To still let DS go on holiday?

9 replies

ja7l4k · 01/08/2023 19:02

DS(18) struggles with his mental health but he seemed to be doing better than he was a few months ago. He passed his driving test, got himself a job and seemed excited about future plans.

He’s due to go on holiday with his friend and her family on friday but now i’m unsure. The friends mum messaged me today and told me that DS told her that he self harmed last night. I've spoken to him and he has said he doesn't know how he feels, that he doesn't feel happy nor sad. He does seem to be okay but I'm not sure as I didn't notice he was struggling. Part of me wants to keep him here so I can keep an eye on him, but another part of me thinks I should still let him go as that may help him and he does seem happier when he's with the friend.

DP says that I shouldn't he thinking of letting him go and we shouldn't let him out of our sight as in the past when he was self harming, he was also suicidal which he says he isn't.

WIBU? I need some opinions

OP posts:
WunWun · 01/08/2023 19:03

He's 18, what could you possibly do to stop him going?

GoodChat · 01/08/2023 19:05

Does the mom still want him to go?

Sooze2023 · 01/08/2023 19:09

That's some pressure on the friend's mum. I can't imagine how she must feel being responsible over the holiday knowing this. She will be anxious the whole time.

Maybe talk to your son and the friend's mother together.

timetochangethename · 01/08/2023 19:10

I think this is possibly the friends mums way of saying that she is now uncomfortable taking your son away.

BoohooWoohoo · 01/08/2023 19:11

I understand if the mum would rather he didn't come now. It's a massive worry and responsibility at a time where she should be relaxing as she's on holiday.

While you can't stop him going, I don't think that he should be somebody else's responsibility.

Batalax · 01/08/2023 19:11

He’s confided in the mum. If she’s still happy to take him, she might get more out of him than you would.

HarrietJet · 01/08/2023 19:11

I wonder why he told his friend's mum? I wouldn't want the responsibility of someone else's depressed, self harming teenager on my holiday, to be brutally honest.
Is she still happy for him to go?

Marblessolveeverything · 01/08/2023 19:13

The reality is where he is at anytime won't be supervised all the time. That is scary when you have a loved one battling MH

No decision you make will change another person's actions. If he has opened up the subject of self harm I would ask him to meet a GP for assessment.

The most horrible aspect of MH is how actually little impact your actions can have. All you can do is provide access, the person experiencing MH needs to choose to engage with support.

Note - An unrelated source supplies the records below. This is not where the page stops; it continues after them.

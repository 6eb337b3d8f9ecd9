//! External command primitive
//!
//! Every helper invocation goes through [`CommandRunner`]: spawn, stream the
//! payload into stdin, close it, then wait for the exit status. A bounded
//! wait whose deadline passes is reported as [`Completion::Detached`],
//! which callers count as success.

use std::io::Write;
use std::process::{Child, Command, Stdio};
use std::thread;
use std::time::{Duration, Instant};

use crate::error::TermclipError;

const POLL_INTERVAL: Duration = Duration::from_millis(10);

/// How long to wait for a helper after its input is closed
#[derive(Debug, Clone, Copy, PartialEq, Eq)]
pub enum Wait {
    UntilExit,
    /// Helpers like xclip fork into the background to keep serving the
    /// selection; still running at the deadline means it took the data.
    DetachAfter(Duration),
}

/// A helper program and its argument list
#[derive(Debug, Clone, PartialEq, Eq)]
pub struct ExternalCommand {
    pub program: String,
    pub args: Vec<String>,
    pub wait: Wait,
}

impl ExternalCommand {
    pub fn new(program: &str) -> Self {
        Self {
            program: program.to_string(),
            args: Vec::new(),
            wait: Wait::UntilExit,
        }
    }

    pub fn arg(mut self, arg: impl Into<String>) -> Self {
        self.args.push(arg.into());
        self
    }

    pub fn args<I, S>(mut self, args: I) -> Self
    where
        I: IntoIterator<Item = S>,
        S: Into<String>,
    {
        self.args.extend(args.into_iter().map(Into::into));
        self
    }

    pub fn detach_after(mut self, timeout: Duration) -> Self {
        self.wait = Wait::DetachAfter(timeout);
        self
    }

    /// Command line for log messages
    pub fn display(&self) -> String {
        std::iter::once(self.program.as_str())
            .chain(self.args.iter().map(String::as_str))
            .collect::<Vec<_>>()
            .join(" ")
    }

    fn to_command(&self) -> Command {
        let mut command = Command::new(&self.program);
        command.args(&self.args);
        command
    }

    fn spawn_error(&self, source: std::io::Error) -> TermclipError {
        TermclipError::Spawn {
            program: self.program.clone(),
            source,
        }
    }
}

/// How a helper run ended
#[derive(Debug, Clone, Copy, PartialEq, Eq)]
pub enum Completion {
    /// Exit code, `None` when killed by a signal
    Exited(Option<i32>),
    Detached,
}

impl Completion {
    pub fn is_success(&self) -> bool {
        matches!(self, Completion::Exited(Some(0)) | Completion::Detached)
    }
}

/// Output of a helper run for its text
#[derive(Debug, Clone, PartialEq, Eq, Default)]
pub struct Captured {
    pub code: Option<i32>,
    pub stdout: String,
    pub stderr: String,
}

impl Captured {
    pub fn is_success(&self) -> bool {
        self.code == Some(0)
    }
}

pub trait CommandRunner {
    /// Run `command` with `input` written to its stdin
    fn feed(&mut self, command: &ExternalCommand, input: &[u8])
    -> Result<Completion, TermclipError>;

    /// Run `command` and collect its stdout and stderr
    fn capture(&mut self, command: &ExternalCommand) -> Result<Captured, TermclipError>;

    /// Run `command` with its stdout connected to ours
    fn stream_to_stdout(&mut self, command: &ExternalCommand)
    -> Result<Completion, TermclipError>;
}

/// Runs helpers as real child processes
#[derive(Debug, Default)]
pub struct SystemRunner;

impl CommandRunner for SystemRunner {
    fn feed(
        &mut self,
        command: &ExternalCommand,
        input: &[u8],
    ) -> Result<Completion, TermclipError> {
        // Detaching helpers would otherwise keep chatting on our stderr
        let stderr = match command.wait {
            Wait::UntilExit => Stdio::inherit(),
            Wait::DetachAfter(_) => Stdio::null(),
        };

        let mut child = command
            .to_command()
            .stdin(Stdio::piped())
            .stdout(Stdio::null())
            .stderr(stderr)
            .spawn()
            .map_err(|e| command.spawn_error(e))?;

        // Dropping stdin closes the pipe so the helper sees EOF
        if let Some(mut stdin) = child.stdin.take() {
            stdin
                .write_all(input)
                .and_then(|_| stdin.flush())
                .map_err(|source| TermclipError::Pipe {
                    program: command.program.clone(),
                    source,
                })?;
        }

        match command.wait {
            Wait::UntilExit => Ok(Completion::Exited(child.wait()?.code())),
            Wait::DetachAfter(timeout) => wait_bounded(&mut child, timeout),
        }
    }

    fn capture(&mut self, command: &ExternalCommand) -> Result<Captured, TermclipError> {
        let output = command
            .to_command()
            .stdin(Stdio::null())
            .output()
            .map_err(|e| command.spawn_error(e))?;

        Ok(Captured {
            code: output.status.code(),
            stdout: String::from_utf8_lossy(&output.stdout).into_owned(),
            stderr: String::from_utf8_lossy(&output.stderr).into_owned(),
        })
    }

    fn stream_to_stdout(
        &mut self,
        command: &ExternalCommand,
    ) -> Result<Completion, TermclipError> {
        let status = command
            .to_command()
            .stdin(Stdio::null())
            .stdout(Stdio::inherit())
            .stderr(Stdio::inherit())
            .status()
            .map_err(|e| command.spawn_error(e))?;

        Ok(Completion::Exited(status.code()))
    }
}

/// Poll for exit until `timeout`; the child is left running on expiry
fn wait_bounded(child: &mut Child, timeout: Duration) -> Result<Completion, TermclipError> {
    let deadline = Instant::now() + timeout;
    loop {
        if let Some(status) = child.try_wait()? {
            return Ok(Completion::Exited(status.code()));
        }
        let now = Instant::now();
        if now >= deadline {
            return Ok(Completion::Detached);
        }
        thread::sleep(POLL_INTERVAL.min(deadline - now));
    }
}

#[cfg(test)]
#[path = "process_tests.rs"]
mod process_tests;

MH first aid advice is ask outright - have they thought about suicide. If they answer yes then professional urgent help is needed.

ja7l4k · 01/08/2023 22:07

She hasn't said she isn't unhappy to take him. I think he told her because he thought his friend would be annoyed/disappointed with him as he hadn't done it for months, which was because I took everything off of him, I'm unsure if that was the right thing to do but if he wanted to he would've got something else sooner than now.

Last timewhen he was suicidal and self harming I didn't let him go out on his own and he wasn't at home alone etc which did seem to annoy him but it was also difficult as DP works, as do I part-time and this time if I decide to do that will be even more difficult as younger DS is off school.